New Mummy blog: At 31 Weeks We Got A Glimpse Of The Teenage Tantrums To Come

Our first-time-mum blogger feared her bundle of joy was turning into a teenager already! Luckily, it was all part of an incredible achievement.

We’ve been living with a grumpy baby in recent days; a baby who, at almost seven months old, has decided it’s time we had a preview of the teenage years to come.

There have been emotional outburst, crying for seemingly no good reason, whinging at being put down, moaning when you pick her up and just general bad temperedness.

We’re a little beyond those early days of the simple crying checklist – hungry, tired, dirty nappy, colic. Honor’s demands and emotional needs have become infinitely more complex, with anything from boredom to overstimulation affecting her mood. Sometimes I think it could be that quite simply she’s having a bad day – you or I might, why can’t she?

But there was something in the way she’s been lately that’s been different. It hasn’t been teething – the problem most likely to get the blame in our household – because none of her other usual symptoms (nappy rash, constant dribbling, chewing whatever she can get her hands on) have been present. And she hasn’t seemed under the weather at all in any other way – no cough, no cold, no temperature.

I was at a loss. None of the usual tricks were cheering her up. I wondered if this was it, if my luck had run out and this wonderfully happy, fun and content baby I had been blessed with had finally found her darker side and was making up for it two-fold.

[New Mummy Blog: I don't know how to cope without my baby]
[New Mummy Blog: Moving our child to her own bedroom]

But then, as quickly as the black mood descended, it lifted – along with one crucial development.
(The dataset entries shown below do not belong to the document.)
//! Okto Discord commands - Google login and custodial wallet operations.
//!
//! Every handler defers, hands the invoker's Discord ID to `core::okto` and
//! sends back the reply text. Errors bubble up to the framework `on_error`.

// Inner module to suppress missing_docs warnings for poise macro-generated code
mod inner {
    #![allow(missing_docs)]

    use crate::{
        bot::{
            BotData,
            commands::{discord_id, reply_private},
        },
        core::okto as ops,
        errors::{Error, Result},
    };
    use poise::serenity_prelude as serenity;
    use tracing::{info, warn};

    type Context<'a> = poise::Context<'a, BotData, Error>;

    /// Sends you a Google sign-in link to connect your Okto account.
    #[poise::command(slash_command, prefix_command)]
    pub async fn login(ctx: Context<'_>) -> Result<()> {
        ctx.defer_ephemeral().await?;
        let data = ctx.data();
        let services = data.okto()?;
        let url = ops::login_url(&data.database, &services.google, &discord_id(ctx)).await?;

        let message = serenity::CreateMessage::new().content(ops::login_message(&url));
        match ctx.author().direct_message(ctx.serenity_context(), message).await {
            Ok(_) => {
                info!("Sent login link to {}", ctx.author().name);
                reply_private(ctx, "I have sent you a DM with the login link.").await
            }
            Err(e) => {
                warn!("Could not DM {}: {}", ctx.author().name, e);
                reply_private(
                    ctx,
                    "I couldn't send you a DM. Please check your privacy settings.",
                )
                .await
            }
        }
    }

    /// Shows your Okto wallets.
    #[poise::command(slash_command, prefix_command)]
    pub async fn wallets(ctx: Context<'_>) -> Result<()> {
        ctx.defer_ephemeral().await?;
        let data = ctx.data();
        let reply = ops::wallets(&data.database, &data.okto()?.okto, &discord_id(ctx)).await?;
        reply_private(ctx, reply).await
    }

    /// Creates wallets on every network Okto supports.
    #[poise::command(slash_command, prefix_command)]
    pub async fn createwallet(ctx: Context<'_>) -> Result<()> {
        ctx.defer_ephemeral().await?;
        let data = ctx.data();
        let reply =
            ops::create_wallet(&data.database, &data.okto()?.okto, &discord_id(ctx)).await?;
        reply_private(ctx, reply).await
    }

    /// Shows your token portfolio.
    #[poise::command(slash_command, prefix_command)]
    pub async fn portfolio(ctx: Context<'_>) -> Result<()> {
        ctx.defer_ephemeral().await?;
        let data = ctx.data();
        let reply = ops::portfolio(&data.database, &data.okto()?.okto, &discord_id(ctx)).await?;
        reply_private(ctx, reply).await
    }

    /// Refreshes your Okto session tokens.
    #[poise::command(slash_command, prefix_command)]
    pub async fn refresh_token(ctx: Context<'_>) -> Result<()> {
        ctx.defer_ephemeral().await?;
        let data = ctx.data();
        let reply =
            ops::refresh_token(&data.database, &data.okto()?.okto, &discord_id(ctx)).await?;
        reply_private(ctx, reply).await
    }

    /// Logs you out of Okto.
    #[poise::command(slash_command, prefix_command)]
    pub async fn logout(ctx: Context<'_>) -> Result<()> {
        ctx.defer_ephemeral().await?;
        let data = ctx.data();
        let reply = ops::logout(&data.database, &data.okto()?.okto, &discord_id(ctx)).await?;
        reply_private(ctx, reply).await
    }

    /// Shows your Okto user details.
    #[poise::command(slash_command, prefix_command)]
    pub async fn userdetails(ctx: Context<'_>) -> Result<()> {
        ctx.defer_ephemeral().await?;
        let data = ctx.data();
        let reply =
            ops::user_details(&data.database, &data.okto()?.okto, &discord_id(ctx)).await?;
        reply_private(ctx, reply).await
    }

    /// Lists the networks Okto supports.
    #[poise::command(slash_command, prefix_command)]
    pub async fn networks(ctx: Context<'_>) -> Result<()> {
        ctx.defer_ephemeral().await?;
        let data = ctx.data();
        let reply = ops::networks(&data.database, &data.okto()?.okto, &discord_id(ctx)).await?;
        reply_private(ctx, reply).await
    }

    /// Lists the tokens Okto supports.
    #[poise::command(slash_command, prefix_command)]
    pub async fn tokens(ctx: Context<'_>) -> Result<()> {
        ctx.defer_ephemeral().await?;
        let data = ctx.data();
        let reply = ops::tokens(&data.database, &data.okto()?.okto, &discord_id(ctx)).await?;
        reply_private(ctx, reply).await
    }

    /// Transfers tokens from your Okto wallet.
    #[poise::command(slash_command, prefix_command)]
    pub async fn transfer(
        ctx: Context<'_>,
        #[description = "Network name, e.g. POLYGON"] network: String,
        #[description = "Token contract address (empty for the native token)"]
        token_address: String,
        #[description = "Amount to send"] quantity: f64,
        #[description = "Recipient address"] recipient: String,
    ) -> Result<()> {
        ctx.defer_ephemeral().await?;
        let data = ctx.data();
        let args = ops::TransferArgs {
            network,
            token_address,
            quantity,
            recipient,
        };
        let reply =
            ops::transfer(&data.database, &data.okto()?.okto, &discord_id(ctx), args).await?;
        reply_private(ctx, reply).await
    }

    /// Shows your order history.
    #[poise::command(slash_command, prefix_command)]
    pub async fn orders(ctx: Context<'_>) -> Result<()> {
        ctx.defer_ephemeral().await?;
        let data = ctx.data();
        let reply = ops::orders(&data.database, &data.okto()?.okto, &discord_id(ctx)).await?;
        reply_private(ctx, reply).await
    }
}

// Re-export all commands
pub use inner::*;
Honor started to crawl.

It turned out that the perma-grump we’d been experiencing was borne out of frustration. Honor’s valiant attempts to get on the move were exasperating her. We’d had weeks of rolling, kneeling and rocking, and even the odd backward shuffle as she tried to get mobile. And it seems all that effort, with little reward, had taken its toll.
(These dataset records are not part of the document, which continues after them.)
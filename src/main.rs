use okto_buddy::{
    bot::{self, BotData, OktoServices, Services},
    clients::{
        GoogleOAuth, OktoClient, PrivyClient, RaydiumClient, SolanaRpc, TokenDirectory,
    },
    config::{self, BackendSecrets, Secrets},
    core::chain::ChainServices,
    errors::Result,
    server::{self, AppState, DiscordNotifier},
};
use dotenvy::dotenv;
use poise::serenity_prelude as serenity;
use secrecy::ExposeSecret;
use std::{env, sync::Arc};
use tokio::{net::TcpListener, sync::watch};
use tracing::{error, info, warn};
use tracing_subscriber::EnvFilter;

#[tokio::main]
async fn main() -> Result<()> {
    // 1. Initialize tracing (as early as possible)
    tracing_subscriber::fmt()
        .with_env_filter(
            EnvFilter::try_from_default_env().unwrap_or_else(|_| EnvFilter::new("info")),
        )
        .init();

    // 2. Load .env file, non-fatal: env vars can be set externally
    dotenv().ok();
    info!("Attempted to load .env file.");

    // 3. Settings file plus secrets for the selected backend
    let config_path = env::var("CONFIG_PATH").unwrap_or_else(|_| "config.toml".to_string());
    let settings = config::settings::load_settings(&config_path)?;
    let secrets = Secrets::from_env(settings.backend)
        .inspect_err(|e| error!("Missing secrets: {}", e))?;
    info!("Running with the {:?} backend", settings.backend);

    // 4. Database
    let database_url = config::database::get_database_url();
    config::database::ensure_parent_dir(&database_url)?;
    let db = config::database::create_connection(&database_url)
        .await
        .inspect_err(|e| error!("Failed to connect to database: {}", e))?;
    config::database::create_tables(&db).await?;
    info!("Database initialized successfully.");

    let http = settings.http.build_client()?;
    let (shutdown_tx, shutdown_rx) = watch::channel(false);
    let shutdown_tx = Arc::new(shutdown_tx);
    let on_shutdown = |mut rx: watch::Receiver<bool>| async move {
        let _ = rx.changed().await;
    };

    // 5. Backend services, plus the OAuth callback server for Okto
    let mut server_task = None;
    let services = match secrets.backend {
        BackendSecrets::Okto {
            api_key,
            google_client_id,
            google_client_secret,
        } => {
            let okto = OktoClient::new(http.clone(), &settings.okto.base_url, api_key);
            let google = GoogleOAuth::new(
                http.clone(),
                &settings.google,
                google_client_id,
                google_client_secret,
                settings.server.redirect_uri(),
            );

            let notifier = DiscordNotifier::new(Arc::new(serenity::Http::new(
                secrets.discord_token.expose_secret(),
            )));
            let state = AppState {
                db: db.clone(),
                okto: okto.clone(),
                google: google.clone(),
                notifier: Arc::new(notifier),
            };
            let listener = TcpListener::bind(&settings.server.bind_address)
                .await
                .inspect_err(|e| {
                    error!("Failed to bind {}: {}", settings.server.bind_address, e);
                })?;
            server_task = Some(tokio::spawn(server::serve(
                listener,
                state,
                on_shutdown(shutdown_rx.clone()),
            )));

            Services::Okto(OktoServices { okto, google })
        }
        BackendSecrets::Solana {
            privy_app_id,
            privy_app_secret,
        } => Services::Solana(ChainServices {
            rpc: SolanaRpc::new(http.clone(), &settings.solana.rpc_url),
            directory: TokenDirectory::new(http.clone(), &settings.solana.token_directory_url),
            raydium: RaydiumClient::new(http.clone(), &settings.solana),
            privy: PrivyClient::new(
                http,
                &settings.solana.privy_base_url,
                privy_app_id,
                privy_app_secret,
            ),
        }),
    };

    // 6. Ctrl-C / SIGTERM stop both tasks
    let signal_tx = Arc::clone(&shutdown_tx);
    tokio::spawn(async move {
        wait_for_signal().await;
        info!("Shutdown signal received");
        let _ = signal_tx.send(true);
    });

    // 7. Run the bot until shutdown
    let data = BotData::new(db.clone(), services);
    let bot_result = bot::run_bot(
        secrets.discord_token.expose_secret(),
        data,
        on_shutdown(shutdown_rx),
    )
    .await;

    // The bot may also stop on its own; take the callback server down with it
    let _ = shutdown_tx.send(true);
    if let Some(task) = server_task {
        match task.await {
            Ok(Err(e)) => error!("Callback server error: {}", e),
            Err(e) => error!("Callback server task failed: {}", e),
            Ok(Ok(())) => {}
        }
    }
    if let Err(e) = db.close().await {
        warn!("Failed to close database: {}", e);
    }
    info!("Shut down cleanly.");
    bot_result
}

async fn wait_for_signal() {
    #[cfg(unix)]
    {
        use tokio::signal::unix::{SignalKind, signal};
        match signal(SignalKind::terminate()) {
            Ok(mut sigterm) => {
                tokio::select! {
                    _ = tokio::signal::ctrl_c() => {}
                    _ = sigterm.recv() => {}
                }
            }
            Err(e) => {
                warn!("Cannot listen for SIGTERM: {}", e);
                let _ = tokio::signal::ctrl_c().await;
            }
        }
    }
    #[cfg(not(unix))]
    {
        let _ = tokio::signal::ctrl_c().await;
    }
}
I can’t blame her. It must be quite exhausting living in a world where you have to work so hard to be understood, to want to be on the other side of the room to reach that toy that’s calling your name, but with no idea how you can get there.

We probably didn’t help matters by constantly placing the objects of her desire just that little bit out of reach, in an effort to encourage her to get moving to retrieve them (we did always give in and hand them to her – we weren’t that mean).
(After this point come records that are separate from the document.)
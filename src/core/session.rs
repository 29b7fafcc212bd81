//! Session business logic - the per-Discord-user record lifecycle.
//!
//! A record is created by `/login`, filled in by the OAuth callback and
//! cleared by `/logout`. The `discord_id` column is unique, so every function
//! here works on "the" record for a user.

use crate::{
    clients::{AuthTokens, PrivyWallet},
    entities::{SessionStatus, User, user},
    errors::{Error, Result},
};
use chrono::Utc;
use sea_orm::{Set, prelude::*, sea_query::OnConflict};
use tracing::{info, instrument};

/// The Privy wallet attached to a session
#[derive(Debug, Clone, PartialEq, Eq)]
pub struct WalletRef {
    /// Solana address
    pub address: String,
    /// Privy wallet ID used for signing
    pub privy_id: String,
}

/// Finds the session record of a Discord user.
pub async fn find(db: &DatabaseConnection, discord_id: &str) -> Result<Option<user::Model>> {
    User::find()
        .filter(user::Column::DiscordId.eq(discord_id))
        .one(db)
        .await
        .map_err(Into::into)
}

/// A fresh `awaiting_auth` record for `discord_id`.
fn new_record(discord_id: &str) -> user::ActiveModel {
    let now = Utc::now();
    user::ActiveModel {
        discord_id: Set(discord_id.to_string()),
        status: Set(SessionStatus::AwaitingAuth),
        created_at: Set(now),
        updated_at: Set(now),
        ..Default::default()
    }
}

/// Inserts `record`, or updates `on_conflict` columns of the user's existing row.
///
/// A single `INSERT .. ON CONFLICT(discord_id) DO UPDATE`, so concurrent
/// calls for the same user cannot trip the unique constraint.
async fn upsert(
    db: &DatabaseConnection,
    discord_id: &str,
    record: user::ActiveModel,
    on_conflict: &[user::Column],
) -> Result<user::Model> {
    User::insert(record)
        .on_conflict(
            OnConflict::column(user::Column::DiscordId)
                .update_columns(on_conflict.iter().copied())
                .to_owned(),
        )
        .exec(db)
        .await?;
    find(db, discord_id)
        .await?
        .ok_or_else(|| Error::SessionNotFound {
            discord_id: discord_id.to_string(),
        })
}

/// Marks the user as waiting for the OAuth callback, creating the record if needed.
#[instrument(skip(db))]
pub async fn begin_login(db: &DatabaseConnection, discord_id: &str) -> Result<user::Model> {
    let session = upsert(
        db,
        discord_id,
        new_record(discord_id),
        &[user::Column::Status, user::Column::UpdatedAt],
    )
    .await?;
    info!("Session awaiting auth");
    Ok(session)
}

fn apply_tokens(record: &mut user::ActiveModel, tokens: &AuthTokens) {
    record.auth_token = Set(Some(tokens.auth_token.clone()));
    record.refresh_auth_token = Set(tokens.refresh_auth_token.clone());
    record.device_token = Set(tokens.device_token.clone());
    record.updated_at = Set(Utc::now());
}

/// Stores the tokens from a successful OAuth callback and marks the user authenticated.
///
/// # Errors
/// [`Error::SessionNotFound`] when the user never ran `/login`.
#[instrument(skip(db, tokens))]
pub async fn complete_auth(
    db: &DatabaseConnection,
    discord_id: &str,
    tokens: &AuthTokens,
) -> Result<user::Model> {
    let existing = find(db, discord_id)
        .await?
        .ok_or_else(|| Error::SessionNotFound {
            discord_id: discord_id.to_string(),
        })?;

    let mut record: user::ActiveModel = existing.into();
    apply_tokens(&mut record, tokens);
    record.status = Set(SessionStatus::Authenticated);
    let updated = record.update(db).await?;
    info!("Session authenticated");
    Ok(updated)
}

/// Replaces the tokens of an authenticated session after a refresh.
pub async fn store_tokens(
    db: &DatabaseConnection,
    session: user::Model,
    tokens: &AuthTokens,
) -> Result<user::Model> {
    let mut record: user::ActiveModel = session.into();
    apply_tokens(&mut record, tokens);
    record.update(db).await.map_err(Into::into)
}

/// Returns the session if it holds an auth token.
///
/// # Errors
/// [`Error::NotAuthenticated`] when there is no record or no token.
pub async fn require_auth(db: &DatabaseConnection, discord_id: &str) -> Result<user::Model> {
    find(db, discord_id)
        .await?
        .filter(|session| session.auth_token.is_some())
        .ok_or(Error::NotAuthenticated)
}

/// Clears every token and marks the session logged out.
#[instrument(skip(db, session), fields(discord_id = %session.discord_id))]
pub async fn logout(db: &DatabaseConnection, session: user::Model) -> Result<user::Model> {
    let mut record: user::ActiveModel = session.into();
    record.auth_token = Set(None);
    record.refresh_auth_token = Set(None);
    record.device_token = Set(None);
    record.status = Set(SessionStatus::LoggedOut);
    record.updated_at = Set(Utc::now());
    let updated = record.update(db).await?;
    info!("Session logged out");
    Ok(updated)
}

/// Records the Privy wallet of a user. Leaves `status` untouched.
#[instrument(skip(db, wallet))]
pub async fn attach_wallet(
    db: &DatabaseConnection,
    discord_id: &str,
    wallet: &PrivyWallet,
) -> Result<user::Model> {
    let mut record = new_record(discord_id);
    record.privy_id = Set(Some(wallet.id.clone()));
    record.sol_address = Set(Some(wallet.address.clone()));
    upsert(
        db,
        discord_id,
        record,
        &[
            user::Column::PrivyId,
            user::Column::SolAddress,
            user::Column::UpdatedAt,
        ],
    )
    .await
}

/// Extracts the attached wallet of a session, if complete.
#[must_use]
pub fn wallet_of(session: &user::Model) -> Option<WalletRef> {
    match (&session.sol_address, &session.privy_id) {
        (Some(address), Some(privy_id)) => Some(WalletRef {
            address: address.clone(),
            privy_id: privy_id.clone(),
        }),
        _ => None,
    }
}

/// Returns the user's Privy wallet.
///
/// # Errors
/// [`Error::NotAuthenticated`] when no wallet has been created yet.
pub async fn require_wallet(db: &DatabaseConnection, discord_id: &str) -> Result<WalletRef> {
    find(db, discord_id)
        .await?
        .as_ref()
        .and_then(wallet_of)
        .ok_or(Error::NotAuthenticated)
}

#[cfg(test)]
mod tests {
    #![allow(clippy::unwrap_used)]
    use super::*;
    use crate::test_utils::*;
    use sea_orm::PaginatorTrait;

    #[tokio::test]
    async fn test_begin_login_creates_single_record() -> Result<()> {
        let db = setup_test_db().await?;

        let first = begin_login(&db, "1001").await?;
        assert_eq!(first.status, SessionStatus::AwaitingAuth);
        assert!(first.auth_token.is_none());

        let second = begin_login(&db, "1001").await?;
        assert_eq!(second.id, first.id);
        assert_eq!(User::find().count(&db).await?, 1);
        Ok(())
    }

    #[tokio::test]
    async fn test_begin_login_resets_existing_record() -> Result<()> {
        let db = setup_test_db().await?;
        let authed = create_authenticated_user(&db, "1001", "auth").await?;

        let again = begin_login(&db, "1001").await?;
        assert_eq!(again.id, authed.id);
        assert_eq!(again.status, SessionStatus::AwaitingAuth);
        assert_eq!(again.created_at, authed.created_at);
        Ok(())
    }

    #[tokio::test]
    async fn test_concurrent_logins_share_one_record() -> Result<()> {
        let db = setup_test_db().await?;
        let wallet = PrivyWallet {
            id: "privy-1".to_string(),
            address: "SoLAddr".to_string(),
        };

        let (a, b, c) = tokio::join!(
            begin_login(&db, "1001"),
            begin_login(&db, "1001"),
            attach_wallet(&db, "1001", &wallet),
        );
        let (a, b, c) = (a?, b?, c?);
        assert_eq!(a.id, b.id);
        assert_eq!(b.id, c.id);
        assert_eq!(User::find().count(&db).await?, 1);
        assert_eq!(
            require_wallet(&db, "1001").await?.address,
            "SoLAddr".to_string()
        );
        Ok(())
    }

    #[tokio::test]
    async fn test_complete_auth_stores_tokens() -> Result<()> {
        let db = setup_test_db().await?;
        begin_login(&db, "1001").await?;

        let session = complete_auth(&db, "1001", &test_tokens("auth-1")).await?;
        assert_eq!(session.status, SessionStatus::Authenticated);
        assert_eq!(session.auth_token.as_deref(), Some("auth-1"));
        assert_eq!(session.refresh_auth_token.as_deref(), Some("refresh"));
        assert_eq!(session.device_token.as_deref(), Some("device"));

        let reloaded = find(&db, "1001").await?.unwrap();
        assert_eq!(reloaded, session);
        Ok(())
    }

    #[tokio::test]
    async fn test_complete_auth_without_login_fails() -> Result<()> {
        let db = setup_test_db().await?;

        let result = complete_auth(&db, "unknown", &test_tokens("auth")).await;
        assert!(matches!(
            result,
            Err(Error::SessionNotFound { ref discord_id }) if discord_id == "unknown"
        ));
        assert!(find(&db, "unknown").await?.is_none());
        Ok(())
    }

    #[tokio::test]
    async fn test_require_auth() -> Result<()> {
        let db = setup_test_db().await?;

        assert!(matches!(
            require_auth(&db, "1001").await,
            Err(Error::NotAuthenticated)
        ));

        begin_login(&db, "1001").await?;
        assert!(matches!(
            require_auth(&db, "1001").await,
            Err(Error::NotAuthenticated)
        ));

        create_authenticated_user(&db, "1001", "auth").await?;
        let session = require_auth(&db, "1001").await?;
        assert_eq!(session.auth_token.as_deref(), Some("auth"));
        Ok(())
    }

    #[tokio::test]
    async fn test_logout_clears_tokens() -> Result<()> {
        let db = setup_test_db().await?;
        let session = create_authenticated_user(&db, "1001", "auth").await?;

        let logged_out = logout(&db, session).await?;
        assert_eq!(logged_out.status, SessionStatus::LoggedOut);
        assert!(logged_out.auth_token.is_none());
        assert!(logged_out.refresh_auth_token.is_none());
        assert!(logged_out.device_token.is_none());

        assert!(matches!(
            require_auth(&db, "1001").await,
            Err(Error::NotAuthenticated)
        ));
        Ok(())
    }

    #[tokio::test]
    async fn test_store_tokens_keeps_status() -> Result<()> {
        let db = setup_test_db().await?;
        let session = create_authenticated_user(&db, "1001", "old").await?;

        let refreshed = store_tokens(&db, session, &test_tokens("new")).await?;
        assert_eq!(refreshed.auth_token.as_deref(), Some("new"));
        assert_eq!(refreshed.status, SessionStatus::Authenticated);
        Ok(())
    }

    #[tokio::test]
    async fn test_attach_wallet_leaves_status_alone() -> Result<()> {
        let db = setup_test_db().await?;
        let wallet = PrivyWallet {
            id: "privy-1".to_string(),
            address: "SoLAddr".to_string(),
        };

        assert!(matches!(
            require_wallet(&db, "2002").await,
            Err(Error::NotAuthenticated)
        ));

        let session = attach_wallet(&db, "2002", &wallet).await?;
        assert_eq!(session.status, SessionStatus::AwaitingAuth);
        assert_eq!(
            require_wallet(&db, "2002").await?,
            WalletRef {
                address: "SoLAddr".to_string(),
                privy_id: "privy-1".to_string(),
            }
        );

        let authed = create_authenticated_user(&db, "3003", "auth").await?;
        let with_wallet = attach_wallet(&db, "3003", &wallet).await?;
        assert_eq!(with_wallet.id, authed.id);
        assert_eq!(with_wallet.status, SessionStatus::Authenticated);
        Ok(())
    }
}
It has, of course, been a great relief to see our happy, smiley baby return. But it’s also taken me down a peg or two. It was a bit of a shock to realise that it can still be a challenge to read my baby; after seven months I thought I knew her totally. But it turns out she’s still got the ability to surprise me, and there’s still so much to learn.

I have a feeling that she’s going to keep on surprising me forevermore. But that’s exactly what she’s meant to do, of course.